BlackRock transferred approximately 1,800 Bitcoin and 24,000 Ethereum to Coinbase Prime in the early hours of February 24, 2026. On-chain data from Arkham Intelligence confirmed the move, which carries a combined value of roughly $160 million. The timing raised immediate questions across crypto markets already reeling from a $140 billion wipeout in total market capitalization between February 22 and 24.
Bitcoin traded near $62,926 at the time of the transfer, down 5% in 24 hours and approaching its lowest levels of 2026. Ethereum fared no better, dropping 5.67% in a single day to $1,814. Both assets sit at levels that erased months of gains, and BlackRock’s wallet activity arrived at precisely the moment when institutional confidence appeared most fragile.
The firm may need to move assets there to cover investor redemptions from its exchange-traded funds, or to manage portfolio positions through a centralized trading desk. Still, transfers of this size to an active trading venue rarely go unnoticed, and market participants responded with caution.
ETF Outflows Add Pressure to an Already Stressed Market
BlackRock’s spot Bitcoin ETF recorded inflows on only one day since February 10. Over the two weeks leading up to the transfer, roughly 9,800 BTC worth $660 million exited the fund. The iShares Ethereum Trust (ETHA) saw outflows of $215 million and 121,000 ETH during the same period. Together, nearly $900 million in assets left both products in a span of 14 days.
Earlier in February, BlackRock already moved approximately $10 billion worth of crypto holdings, making the February 24 transfer part of a broader pattern rather than an isolated event. The scale and frequency of these moves put the firm at the center of discussions about institutional selling pressure.
Riya Sehgal, Research Analyst at Delta Exchange, noted that Bitcoin remains capped below the $66,000ā$67,000 resistance band with key support near $62,000. A break below that floor would expose the asset to further downside.

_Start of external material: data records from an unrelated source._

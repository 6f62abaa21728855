use crate::auth::JwtConfig;

/// Value of `DATABASE_PATH` selecting the in-memory engine
pub const IN_MEMORY_DATABASE: &str = "memory";

/// 服务配置
///
/// # 环境变量
///
/// | 环境变量 | 默认值 | 说明 |
/// |----------|--------|------|
/// | HTTP_HOST | 0.0.0.0 | 监听地址 |
/// | HTTP_PORT | 8000 | HTTP 服务端口 |
/// | DATABASE_PATH | ./data/employees.db | RocksDB 目录, `memory` 为内存库 |
/// | DATABASE_NAMESPACE | assessment | SurrealDB namespace |
/// | DATABASE_NAME | assessment_db | SurrealDB database |
/// | LOG_LEVEL | info | 日志级别 |
/// | LOG_DIR | - | 日志文件目录 (可选) |
/// | ENVIRONMENT | development | 运行环境 |
/// | SHUTDOWN_TIMEOUT_MS | 10000 | 优雅关闭超时(毫秒) |
/// | PAGE_SIZE | 5 | 默认分页大小 |
/// | MAX_PAGE_SIZE | 50 | 分页大小上限 |
///
/// JWT 相关变量见 [`JwtConfig`]。
///
/// # 示例
///
/// ```ignore
/// DATABASE_PATH=memory HTTP_PORT=8080 cargo run
/// ```
#[derive(Debug, Clone)]
pub struct Config {
    /// 监听地址
    pub http_host: String,
    /// HTTP API 服务端口
    pub http_port: u16,
    /// 数据库目录 (RocksDB) 或 `memory`
    pub database_path: String,
    /// SurrealDB namespace
    pub database_namespace: String,
    /// SurrealDB database
    pub database_name: String,
    /// JWT 认证配置
    pub jwt: JwtConfig,
    /// 日志级别
    pub log_level: String,
    /// 日志文件目录
    pub log_dir: Option<String>,
    /// 运行环境: development | staging | production
    pub environment: String,
    /// 关闭超时时间 (毫秒)
    pub shutdown_timeout_ms: u64,
    /// 默认分页大小
    pub page_size: u32,
    /// 分页大小上限
    pub max_page_size: u32,
}

impl Config {
    /// 从环境变量加载配置
    ///
    /// 如果环境变量未设置，使用默认值
    pub fn from_env() -> Self {
        let environment =
            std::env::var("ENVIRONMENT").unwrap_or_else(|_| "development".into());

        Self {
            http_host: std::env::var("HTTP_HOST").unwrap_or_else(|_| "0.0.0.0".into()),
            http_port: env_parse("HTTP_PORT", 8000),
            database_path: std::env::var("DATABASE_PATH")
                .unwrap_or_else(|_| "./data/employees.db".into()),
            database_namespace: std::env::var("DATABASE_NAMESPACE")
                .unwrap_or_else(|_| "assessment".into()),
            database_name: std::env::var("DATABASE_NAME")
                .unwrap_or_else(|_| "assessment_db".into()),
            jwt: JwtConfig::from_env(),
            log_level: std::env::var("LOG_LEVEL").unwrap_or_else(|_| "info".into()),
            log_dir: std::env::var("LOG_DIR").ok().filter(|d| !d.is_empty()),
            environment,
            shutdown_timeout_ms: env_parse("SHUTDOWN_TIMEOUT_MS", 10000),
            page_size: env_parse("PAGE_SIZE", 5),
            max_page_size: env_parse("MAX_PAGE_SIZE", 50),
        }
    }

    /// 测试配置: 内存数据库 + 固定 JWT 密钥
    pub fn for_tests(jwt_secret: impl Into<String>) -> Self {
        Self {
            http_host: "127.0.0.1".into(),
            http_port: 0,
            database_path: IN_MEMORY_DATABASE.into(),
            database_namespace: "test".into(),
            database_name: "test".into(),
            jwt: JwtConfig {
                secret: jwt_secret.into(),
                ..JwtConfig::default()
            },
            log_level: "debug".into(),
            log_dir: None,
            environment: "test".into(),
            shutdown_timeout_ms: 1000,
            page_size: 5,
            max_page_size: 50,
        }
    }

    /// 是否生产环境
    pub fn is_production(&self) -> bool {
        self.environment == "production"
    }

    /// 是否使用内存数据库
    pub fn is_in_memory(&self) -> bool {
        self.database_path == IN_MEMORY_DATABASE
    }
}

fn env_parse<T: std::str::FromStr>(key: &str, default: T) -> T {
    std::env::var(key)
        .ok()
        .and_then(|v| v.parse().ok())
        .unwrap_or(default)
}

impl Default for Config {
    fn default() -> Self {
        Self::from_env()
    }
}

Nischal Shetty, founder of WazirX, pointed to approximately $500 million in long liquidations on crypto derivatives platforms, driven by geopolitical tensions in the Middle East and weakening macro sentiment.

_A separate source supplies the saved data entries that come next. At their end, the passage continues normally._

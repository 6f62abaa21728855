//! Unified error codes for the employee service
//!
//! Error codes are organized by range:
//! - 0xxx: General errors
//! - 1xxx: Authentication errors
//! - 8xxx: Employee errors
//! - 9xxx: System errors

use serde::{Deserialize, Serialize};
use std::fmt;

/// Unified error code enum
///
/// Serialized as its numeric value so clients can switch on it without
/// parsing messages.
#[derive(Debug, Clone, Copy, PartialEq, Eq, Hash, Serialize, Deserialize)]
#[serde(into = "u16", try_from = "u16")]
#[repr(u16)]
pub enum ErrorCode {
    // ==================== 0xxx: General ====================
    /// Validation failed
    ValidationFailed = 2,
    /// Resource not found
    NotFound = 3,
    /// Invalid request
    InvalidRequest = 5,
    /// Required field missing
    RequiredField = 7,
    /// Requested page is out of range
    InvalidPage = 9,

    // ==================== 1xxx: Auth ====================
    /// User is not authenticated
    NotAuthenticated = 1001,
    /// Token has expired
    TokenExpired = 1003,
    /// Token is invalid
    TokenInvalid = 1004,

    // ==================== 8xxx: Employee ====================
    /// Employee not found
    EmployeeNotFound = 8001,
    /// Employee ID already taken
    EmployeeIdExists = 8002,

    // ==================== 9xxx: System ====================
    /// Database error
    DatabaseError = 9002,
}

impl ErrorCode {
    /// Get the numeric code value
    #[inline]
    pub const fn code(&self) -> u16 {
        *self as u16
    }

    /// Get the developer-facing English message for this error code
    pub const fn message(&self) -> &'static str {
        match self {
            // General
            ErrorCode::ValidationFailed => "Validation failed",
            ErrorCode::NotFound => "Not found.",
            ErrorCode::InvalidRequest => "Invalid request",
            ErrorCode::RequiredField => "Required field is missing",
            ErrorCode::InvalidPage => "Invalid page.",

            // Auth
            ErrorCode::NotAuthenticated => "Authentication credentials were not provided.",
            ErrorCode::TokenExpired => "Authentication token has expired",
            ErrorCode::TokenInvalid => "Authentication token is invalid",

            // Employee
            ErrorCode::EmployeeNotFound => "Not found.",
            ErrorCode::EmployeeIdExists => "Employee ID must be unique.",

            // System
            ErrorCode::DatabaseError => "Database error",
        }
    }
}

impl From<ErrorCode> for u16 {
    #[inline]
    fn from(code: ErrorCode) -> Self {
        code.code()
    }
}

/// Error when converting from an invalid u16 to ErrorCode
#[derive(Debug, Clone, Copy, PartialEq, Eq)]
pub struct InvalidErrorCode(pub u16);

impl fmt::Display for InvalidErrorCode {
    fn fmt(&self, f: &mut fmt::Formatter<'_>) -> fmt::Result {
        write!(f, "invalid error code: {}", self.0)
    }
}

impl std::error::Error for InvalidErrorCode {}

impl TryFrom<u16> for ErrorCode {
    type Error = InvalidErrorCode;

    fn try_from(value: u16) -> Result<Self, Self::Error> {
        match value {
            // General
            2 => Ok(ErrorCode::ValidationFailed),
            3 => Ok(ErrorCode::NotFound),
            5 => Ok(ErrorCode::InvalidRequest),
            7 => Ok(ErrorCode::RequiredField),
            9 => Ok(ErrorCode::InvalidPage),

            // Auth
            1001 => Ok(ErrorCode::NotAuthenticated),
            1003 => Ok(ErrorCode::TokenExpired),
            1004 => Ok(ErrorCode::TokenInvalid),

            // Employee
            8001 => Ok(ErrorCode::EmployeeNotFound),
            8002 => Ok(ErrorCode::EmployeeIdExists),

            // System
            9002 => Ok(ErrorCode::DatabaseError),

            _ => Err(InvalidErrorCode(value)),
        }
    }
}

impl fmt::Display for ErrorCode {
    fn fmt(&self, f: &mut fmt::Formatter<'_>) -> fmt::Result {
        write!(f, "{}", self.code())
    }
}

Solana fell 1.05%, Dogecoin dropped 1.07%, and Bitcoin Cash led the losses with a 10.37% decline in 24 hours. Stablecoins held their ground, with Tether and USDC both ticking up marginally.

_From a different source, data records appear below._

//! 认证模块
//!
//! 验证外部身份提供方签发的 Bearer 令牌：
//! - [`JwtService`] - JWT 令牌服务
//! - [`CurrentUser`] - 当前调用方上下文
//! - [`require_auth`] - 认证中间件

pub mod extractor;
pub mod jwt;
pub mod middleware;

pub use jwt::{Claims, CurrentUser, JwtConfig, JwtError, JwtService};
pub use middleware::require_auth;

What makes the BlackRock transfer consequential is not just its size but what it signals about the relationship between traditional finance and digital assets. When a firm managing trillions of dollars in assets shifts $160 million in crypto to an exchange during a period of heavy ETF outflows and falling prices, the market reads it as a potential precursor to selling. Whether BlackRock executes those sales or simply repositions for operational reasons, the movement alone adds a layer of uncertainty to markets already operating under stress.